CD Projekt Red, the developer of The Witcher 2 role playing game, has started demanding money from video game pirates that illegally downloaded its title, threatening them with a lawsuit if an agreement isn’t reached.
The Witcher 2 was released at the beginning of the year and, since then, CD Projekt Red estimated that over 4.5 million copies
of the game were illegally downloaded through torrent websites or other such methods.
Now, it seems that the Polish studio is taking the fight to video game pirates, as it confirmed that it’s started tracking down those who illegally downloaded The Witcher 2 and asking them to pay a fine or face prosecution.
What’s more, in order to avoid any false allegations, the studio has confirmed that it’s partnered with an unknown company that has a method of determining who pirated the game without any false positive result.

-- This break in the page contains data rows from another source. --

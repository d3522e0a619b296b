pub mod solution {
    // format: per marker, three rows of `X`/`_` then a blank line

    use {
        crate::{
            error::*,
            marker::{Marker, SIDE},
        },
        std::{fmt::Write, path::Path},
    };

    pub fn serialize(markers: &[Marker]) -> String {
        let mut out = String::new();
        for marker in markers {
            // writing to a String cannot fail
            let _ = write!(out, "{marker}\n\n");
        }
        out
    }

    pub fn deserialize(text: &str) -> Result<Vec<Marker>> {
        let mut markers = Vec::new();
        let mut rows: Vec<[bool; SIDE]> = Vec::with_capacity(SIDE);
        let mut line_no = 0;

        for (i, line) in text.lines().enumerate() {
            line_no = i + 1;

            if line.is_empty() {
                if !rows.is_empty() {
                    return Err(Error::ParseSolution {
                        line: line_no,
                        reason: "marker has fewer than three rows",
                    });
                }
                continue;
            }

            let row = parse_row(line).ok_or(Error::ParseSolution {
                line: line_no,
                reason: "row must be three of `X` or `_`",
            })?;
            rows.push(row);

            if rows.len() == SIDE {
                markers.push(Marker::from_rows([rows[0], rows[1], rows[2]]));
                rows.clear();
            }
        }

        if !rows.is_empty() {
            return Err(Error::ParseSolution {
                line: line_no,
                reason: "marker has fewer than three rows",
            });
        }

        Ok(markers)
    }

    fn parse_row(line: &str) -> Option<[bool; SIDE]> {
        let cells = line
            .chars()
            .map(|c| match c {
                'X' => Some(true),
                '_' => Some(false),
                _ => None,
            })
            .collect::<Option<Vec<_>>>()?;
        cells.try_into().ok()
    }

    pub fn write(path: &Path, markers: &[Marker]) -> Result<()> {
        std::fs::write(path, serialize(markers))?;
        Ok(())
    }

    #[test]
    fn test_serialization() {
        use rand::Rng;

        let mut rng = rand::thread_rng();
        let markers: Vec<_> = std::iter::repeat_with(|| Marker::from_code(rng.gen_range(0..512)))
            .take(22)
            .collect();

        let text = serialize(&markers);
        assert_eq!(text.lines().count(), 22 * 4);
        assert_eq!(deserialize(&text).unwrap(), markers);
    }

    #[test]
    fn test_format() {
        let markers = [Marker::from_code(0b101_010_111), Marker::from_code(0)];
        assert_eq!(serialize(&markers), "X_X\n_X_\nXXX\n\n___\n___\n___\n\n");
    }

    #[test]
    fn test_malformed() {
        assert!(matches!(
            deserialize("X_X\n_X_\n\n"),
            Err(Error::ParseSolution { line: 3, .. })
        ));
        assert!(matches!(
            deserialize("X_X\n_Y_\nXXX\n"),
            Err(Error::ParseSolution { line: 2, .. })
        ));
        assert!(matches!(
            deserialize("X_X\n_X_"),
            Err(Error::ParseSolution { line: 2, .. })
        ));
        assert!(deserialize("").unwrap().is_empty());
    }
}

pub mod lut {
    // format: per kernel, a three-line comment drawing it, then one row of
    // eight chain codes and a blank line

    use {
        crate::{
            error::*,
            triads::{Direction, Kernel, CLOSED, MAX_TRIADS},
        },
        std::{fmt::Write, path::Path, str::FromStr},
    };

    #[derive(Clone, Copy, Debug, Default, PartialEq, Eq)]
    pub enum Format {
        /// `ChainDirection.up.rawValue`, ready to paste into the tracer.
        #[default]
        Names,
        Codes,
    }

    impl FromStr for Format {
        type Err = Error;

        fn from_str(s: &str) -> Result<Self> {
            match s {
                "names" => Ok(Self::Names),
                "codes" => Ok(Self::Codes),
                other => Err(Error::InvalidConfig(format!(
                    "unknown table format `{other}`, expected `names` or `codes`"
                ))),
            }
        }
    }

    fn value(dxn: Option<Direction>, format: Format) -> String {
        match (dxn, format) {
            (None, _) => CLOSED.to_string(),
            (Some(d), Format::Names) => format!("ChainDirection.{}.rawValue", d.name()),
            (Some(d), Format::Codes) => d.chain_code().to_string(),
        }
    }

    pub fn serialize_kernel(kernel: Kernel, format: Format) -> String {
        let mut out = String::new();
        for line in kernel.to_string().lines() {
            let _ = writeln!(out, "// {line}");
        }

        let mut slots: [Option<Direction>; 2 * MAX_TRIADS] = [None; 2 * MAX_TRIADS];
        for (i, triad) in kernel.triads().iter().enumerate() {
            slots[2 * i] = Some(triad.from);
            slots[2 * i + 1] = Some(triad.to);
        }

        let row: Vec<_> = slots.iter().map(|&d| value(d, format)).collect();
        let _ = writeln!(out, "{},", row.join(", "));
        out
    }

    /// All 256 kernels, in order of their byte value.
    pub fn serialize(format: Format) -> String {
        Kernel::all()
            .map(|kernel| serialize_kernel(kernel, format))
            .collect::<Vec<_>>()
            .join("\n")
    }

    pub fn write(path: &Path, format: Format) -> Result<()> {
        std::fs::write(path, serialize(format))?;
        Ok(())
    }

    #[test]
    fn test_kernel_entries() {
        assert_eq!(
            serialize_kernel(Kernel(0), Format::Codes),
            "// 000\n// 0 0\n// 000\n0, 0, 0, 0, 0, 0, 0, 0,\n"
        );
        assert_eq!(
            serialize_kernel(Kernel(1), Format::Names),
            "// 100\n// 0 0\n// 000\n\
             ChainDirection.topLeft.rawValue, ChainDirection.topLeft.rawValue, 0, 0, 0, 0, 0, 0,\n"
        );
        assert_eq!(
            serialize_kernel(Kernel(37), Format::Codes),
            "// 101\n// 0 0\n// 100\n2, 7, 7, 5, 5, 2, 0, 0,\n"
        );

        let names = |kernel: u8| serialize_kernel(Kernel(kernel), Format::Names);
        assert_eq!(
            names(5),
            "// 101\n// 0 0\n// 000\n\
             ChainDirection.topRight.rawValue, ChainDirection.topLeft.rawValue, \
             ChainDirection.topLeft.rawValue, ChainDirection.topRight.rawValue, 0, 0, 0, 0,\n"
        );
        assert_eq!(
            names(9),
            "// 100\n// 1 0\n// 000\n\
             ChainDirection.topLeft.rawValue, ChainDirection.left.rawValue, 0, 0, 0, 0, 0, 0,\n"
        );
        assert_eq!(
            names(165),
            "// 101\n// 0 0\n// 101\n\
             ChainDirection.topRight.rawValue, ChainDirection.bottomRight.rawValue, \
             ChainDirection.bottomRight.rawValue, ChainDirection.bottomLeft.rawValue, \
             ChainDirection.bottomLeft.rawValue, ChainDirection.topLeft.rawValue, \
             ChainDirection.topLeft.rawValue, ChainDirection.topRight.rawValue,\n"
        );

        // no open cardinal, so nothing to start from
        assert_eq!(names(90), "// 010\n// 1 1\n// 010\n0, 0, 0, 0, 0, 0, 0, 0,\n");
        assert_eq!(names(254), "// 011\n// 1 1\n// 111\n0, 0, 0, 0, 0, 0, 0, 0,\n");
    }

    #[test]
    fn test_table() {
        let table = serialize(Format::Codes);
        let rows: Vec<&str> = table
            .lines()
            .filter(|l| !l.is_empty() && !l.starts_with("//"))
            .collect();
        assert_eq!(rows.len(), 256);
        assert!(rows.iter().all(|r| r.split(", ").count() == 8));
        assert_eq!(rows[255], "0, 0, 0, 0, 0, 0, 0, 0,");
        assert_eq!(table.matches("\n\n").count(), 255);
    }

    #[test]
    fn test_format_from_str() {
        assert_eq!("names".parse::<Format>().unwrap(), Format::Names);
        assert_eq!("codes".parse::<Format>().unwrap(), Format::Codes);
        assert!("swift".parse::<Format>().is_err());
    }
}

“We’re addressing only 100% confirmed piracy causes that are 100% possible to prove,” said Michal Nowakowski, VP of Business Development for CD Project Red to PC Gamer. “We are not worried about tracking the wrong people. As this is the trade secret of the company working on this, I cannot share it. However, we investigated the subject before we decided on this move, and we aware of some past complications. The method used here is targeting only 100% confirmed piracy cases. No innocent person was targeted with the letter so far. At least we have not received any information as of now which would indicate something like that.”
According to reports coming from Germany, users are already being faced with fines of around €1,000 (around $1,300) but Nowakowski has revealed that the actual amount of money asked from pirates is smaller, as the studio just wants to make people realize of the downside to pirating a €40/$50 game.
“In terms of the compensation, the amounts that were circling around the internet were higher than what is actually asked from people as a settlement,” he said. “As far as I know the vast majority of people identified decided to admit to piracy and pay the compensation as a means of settlement.”
What’s more, Nowakowski also mentioned that such methods are used by other major publishers or independent developers to stop piracy, so there’s nothing that out of the ordinary about CD Projekt’s endeavor.
While piracy is still a pretty serious issue on the PC, digital distribution outlets and special deals websites like the Humble Indie Bundle are beginning to show pirates the advantage of paying money for games.